In the entries below, find the line with "fn end_row(&mut self)" and the line with "let (x, y) = (trm.m31, trm.m32);". Reproduce those two lines and every line between them exactly, and nothing more.

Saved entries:
----
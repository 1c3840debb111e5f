use letter_core::game::{EffectKind, GameError};
use letter_core::model::player::PlayerId;
use thiserror::Error;

#[derive(Debug, Clone, PartialEq, Eq, Error)]
pub enum BotError {
    #[error("{player} holds {len} cards, a decision needs {expected}")]
    HandSize {
        player: PlayerId,
        len: usize,
        expected: usize,
    },
    #[error("no valid target for {0:?}")]
    NoTarget(EffectKind),
    #[error("{0} has no pending effect to resolve")]
    NothingPending(PlayerId),
    #[error(transparent)]
    Game(#[from] GameError),
}
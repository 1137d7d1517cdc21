/// A held instrument as reported by the holdings database, in Interactive Brokers notation.
#[derive(Debug, Clone, PartialEq, Eq)]
pub struct Holding {
    pub symbol: String,
    pub exchange: String,
    pub isin: Option<String>,
}
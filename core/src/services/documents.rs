use std::{mem, path::Path};

use anyhow::anyhow;
use once_cell::sync::Lazy;
use pdf_extract::{Document, MediaBox, OutputDev, OutputError, Transform};
use regex::Regex;
use tracing::warn;

static COLUMN_GAP: Lazy<Regex> = Lazy::new(|| Regex::new(r"\t+|\s{2,}").unwrap());

pub type Row = Vec<Option<String>>;
pub type Table = Vec<Row>;

/// One rendered PDF page: its plain text and whatever tables could be recovered from it.
#[derive(Debug, Clone, Default, PartialEq)]
pub struct Page {
    pub text: String,
    pub tables: Vec<Table>,
}

pub trait PdfDocument {
    fn page_count(&self) -> usize;
    fn page(&self, index: usize) -> anyhow::Result<Page>;
}

pub trait DocumentLoader {
    fn open(&self, path: &Path) -> anyhow::Result<Box<dyn PdfDocument>>;
}

/// Pages held in memory, already split into text and tables.
pub struct LoadedDocument {
    pages: Vec<Page>,
}

impl LoadedDocument {
    pub fn new(pages: Vec<Page>) -> Self {
        Self { pages }
    }
}

impl PdfDocument for LoadedDocument {
    fn page_count(&self) -> usize {
        self.pages.len()
    }

    fn page(&self, index: usize) -> anyhow::Result<Page> {
        self.pages
            .get(index)
            .cloned()
            .ok_or_else(|| anyhow!("Page {} out of range", index + 1))
    }
}

// Gaps measured in multiples of the rendered font size.
const WORD_GAP: f64 = 0.1;
const CELL_GAP: f64 = 1.0;
const LINE_SHIFT: f64 = 0.5;

/// Rebuilds one page as lines of cells from glyph positions. Glyphs further apart than
/// `CELL_GAP` start a new cell, a baseline shift starts a new line.
#[derive(Default)]
struct LayoutOutput {
    lines: Vec<Vec<String>>,
    cells: Vec<String>,
    cell: String,
    last_end: f64,
    last_y: f64,
    started: bool,
}

impl LayoutOutput {
    fn end_cell(&mut self) {
        let cell = mem::take(&mut self.cell);
        let cell = cell.trim();
        if !cell.is_empty() {
            self.cells.push(cell.to_string());
        }
    }

    fn end_row(&mut self) {
        self.end_cell();
        if !self.cells.is_empty() {
            self.lines.push(mem::take(&mut self.cells));
        }
    }

    /// Page text has single spaces between cells, the layout text used for table detection
    /// keeps them tab separated.
    fn into_page(mut self) -> Page {
        self.end_row();
        let join_lines = |separator: &str| {
            self.lines
                .iter()
                .map(|cells| cells.join(separator))
                .collect::<Vec<_>>()
                .join("\n")
        };
        Page {
            tables: detect_tables(&join_lines("\t")),
            text: join_lines(" "),
        }
    }
}

impl OutputDev for LayoutOutput {
    fn begin_page(
        &mut self,
        _page_num: u32,
        _media_box: &MediaBox,
        _art_box: Option<(f64, f64, f64, f64)>,
    ) -> Result<(), OutputError> {
        Ok(())
    }

    fn end_page(&mut self) -> Result<(), OutputError> {
        self.end_row();
        Ok(())
    }

    fn output_character(
        &mut self,
        trm: &Transform,
        width: f64,
        _spacing: f64,
        font_size: f64,
        char: &str,
    ) -> Result<(), OutputError> {
        let scale = (trm.m11 * trm.m22 - trm.m12 * trm.m21).abs().sqrt();
        let size = if scale > 0.0 { font_size * scale } else { font_size };
        let (x, y) = (trm.m31, trm.m32);

        if self.started {
            if (y - self.last_y).abs() > size * LINE_SHIFT {
                self.end_row();
            } else if x > self.last_end + size * CELL_GAP {
                self.end_cell();
            } else if x > self.last_end + size * WORD_GAP && !self.cell.ends_with(' ') {
                self.cell.push(' ');
            }
        }
        self.cell.push_str(&char.replace('\0', ""));
        self.started = true;
        self.last_y = y;
        self.last_end = x + width * size;
        Ok(())
    }

    fn begin_word(&mut self) -> Result<(), OutputError> {
        Ok(())
    }

    fn end_word(&mut self) -> Result<(), OutputError> {
        Ok(())
    }

    fn end_line(&mut self) -> Result<(), OutputError> {
        Ok(())
    }
}

/// A parsed PDF whose pages were laid out up front. A page that failed to render keeps its
/// error so that callers see it when they reach that page.
struct RenderedDocument {
    pages: Vec<Result<Page, String>>,
}

impl PdfDocument for RenderedDocument {
    fn page_count(&self) -> usize {
        self.pages.len()
    }

    fn page(&self, index: usize) -> anyhow::Result<Page> {
        match self.pages.get(index) {
            Some(Ok(page)) => Ok(page.clone()),
            Some(Err(e)) => Err(anyhow!("Page {}: {}", index + 1, e)),
            None => Err(anyhow!("Page {} out of range", index + 1)),
        }
    }
}

fn render_page(document: &Document, page_num: u32) -> Result<Page, OutputError> {
    let mut output = LayoutOutput::default();
    pdf_extract::output_doc_page(document, &mut output, page_num)?;
    Ok(output.into_page())
}

/// Reads PDFs from disk with `pdf-extract`, rebuilding text lines and table cells from glyph
/// positions.
pub struct PdfExtractLoader;

impl DocumentLoader for PdfExtractLoader {
    fn open(&self, path: &Path) -> anyhow::Result<Box<dyn PdfDocument>> {
        let buffer = std::fs::read(path)?;
        if !buffer.starts_with(b"%PDF") {
            return Err(anyhow!("{} is not a PDF file", path.display()));
        }
        let mut document = Document::load_mem(&buffer)?;
        if document.is_encrypted() {
            document.decrypt("")?;
        }

        let pages = document
            .get_pages()
            .into_keys()
            .map(|page_num| {
                render_page(&document, page_num).map_err(|e| {
                    warn!("Could not render page {} of {}: {}", page_num, path.display(), e);
                    e.to_string()
                })
            })
            .collect();
        Ok(Box::new(RenderedDocument { pages }))
    }
}

pub fn split_columns(line: &str) -> Row {
    COLUMN_GAP
        .split(line.trim())
        .map(|cell| {
            let cell = cell.trim();
            if cell.is_empty() {
                None
            } else {
                Some(cell.to_string())
            }
        })
        .collect()
}

/// Recovers tables from layout text: a line with at least two columns separated by wide
/// gaps is a row, consecutive rows form a table.
pub fn detect_tables(text: &str) -> Vec<Table> {
    let mut tables = vec![];
    let mut current: Table = vec![];

    for line in text.lines() {
        let row = split_columns(line);
        if row.len() >= 2 {
            current.push(row);
        } else if !current.is_empty() {
            tables.push(std::mem::take(&mut current));
        }
    }
    if !current.is_empty() {
        tables.push(current);
    }
    tables
}
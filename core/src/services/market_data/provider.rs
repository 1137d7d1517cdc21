use chrono::NaiveDate;

#[derive(Debug, Clone, PartialEq)]
pub struct DividendEvent {
    pub date: NaiveDate,
    pub amount: f64,
}

#[derive(Debug, Clone, PartialEq, Default)]
pub struct DividendHistory {
    pub currency: Option<String>,
    pub events: Vec<DividendEvent>,
}

/// Daily bar as delivered by the provider. Yahoo leaves gaps as nulls, hence the options.
#[derive(Debug, Clone, PartialEq)]
pub struct PriceBar {
    pub date: NaiveDate,
    pub open: Option<f64>,
    pub high: Option<f64>,
    pub low: Option<f64>,
    pub close: Option<f64>,
    pub volume: Option<u64>,
}

#[derive(Debug, Clone, PartialEq, Default)]
pub struct ProfileInfo {
    pub name: Option<String>,
    pub sector: Option<String>,
    pub industry: Option<String>,
    pub country: Option<String>,
    pub currency: Option<String>,
    pub market_cap: Option<i64>,
    pub dividend_rate: Option<f64>,
    pub dividend_yield: Option<f64>,
    pub ex_dividend_date: Option<i64>,
    pub payout_ratio: Option<f64>,
    pub trailing_pe: Option<f64>,
    pub forward_pe: Option<f64>,
    pub price: Option<f64>,
    pub fifty_two_week_high: Option<f64>,
    pub fifty_two_week_low: Option<f64>,
}

/// Source of dividend, price and profile data keyed by provider symbol.
/// `Ok(None)` and empty vectors mean the provider knows nothing about the symbol.
#[allow(async_fn_in_trait)]
pub trait MarketDataProvider {
    async fn dividends(&self, symbol: &str) -> anyhow::Result<Option<DividendHistory>>;
    async fn history(&self, symbol: &str) -> anyhow::Result<Vec<PriceBar>>;
    async fn profile(&self, symbol: &str) -> anyhow::Result<Option<ProfileInfo>>;
}
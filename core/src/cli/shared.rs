use num_format::{Locale, ToFormattedString};
use owo_colors::{OwoColorize, Style};

pub fn format_count(count: usize) -> String {
    count.to_formatted_string(&Locale::en)
}

pub fn print_heading(text: &str) {
    let heading_style = Style::new().bold();
    println!("{}", format!("=== {} ===", text).style(heading_style));
}

#[cfg(test)]
mod tests {
    use super::*;

    #[test]
    fn test_format_count() {
        assert_eq!(format_count(7), "7");
        assert_eq!(format_count(12345), "12,345");
    }
}
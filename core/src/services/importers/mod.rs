pub mod lynx;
----
* _Solution for this problem_:
    fn end_row(&mut self) {
        self.end_cell();
        if !self.cells.is_empty() {
            self.lines.push(mem::take(&mut self.cells));
        }
    }

    /// Page text has single spaces between cells, the layout text used for table detection
    /// keeps them tab separated.
    fn into_page(mut self) -> Page {
        self.end_row();
        let join_lines = |separator: &str| {
            self.lines
                .iter()
                .map(|cells| cells.join(separator))
                .collect::<Vec<_>>()
                .join("\n")
        };
        Page {
            tables: detect_tables(&join_lines("\t")),
            text: join_lines(" "),
        }
    }
}

impl OutputDev for LayoutOutput {
    fn begin_page(
        &mut self,
        _page_num: u32,
        _media_box: &MediaBox,
        _art_box: Option<(f64, f64, f64, f64)>,
    ) -> Result<(), OutputError> {
        Ok(())
    }

    fn end_page(&mut self) -> Result<(), OutputError> {
        self.end_row();
        Ok(())
    }

    fn output_character(
        &mut self,
        trm: &Transform,
        width: f64,
        _spacing: f64,
        font_size: f64,
        char: &str,
    ) -> Result<(), OutputError> {
        let scale = (trm.m11 * trm.m22 - trm.m12 * trm.m21).abs().sqrt();
        let size = if scale > 0.0 { font_size * scale } else { font_size };
        let (x, y) = (trm.m31, trm.m32);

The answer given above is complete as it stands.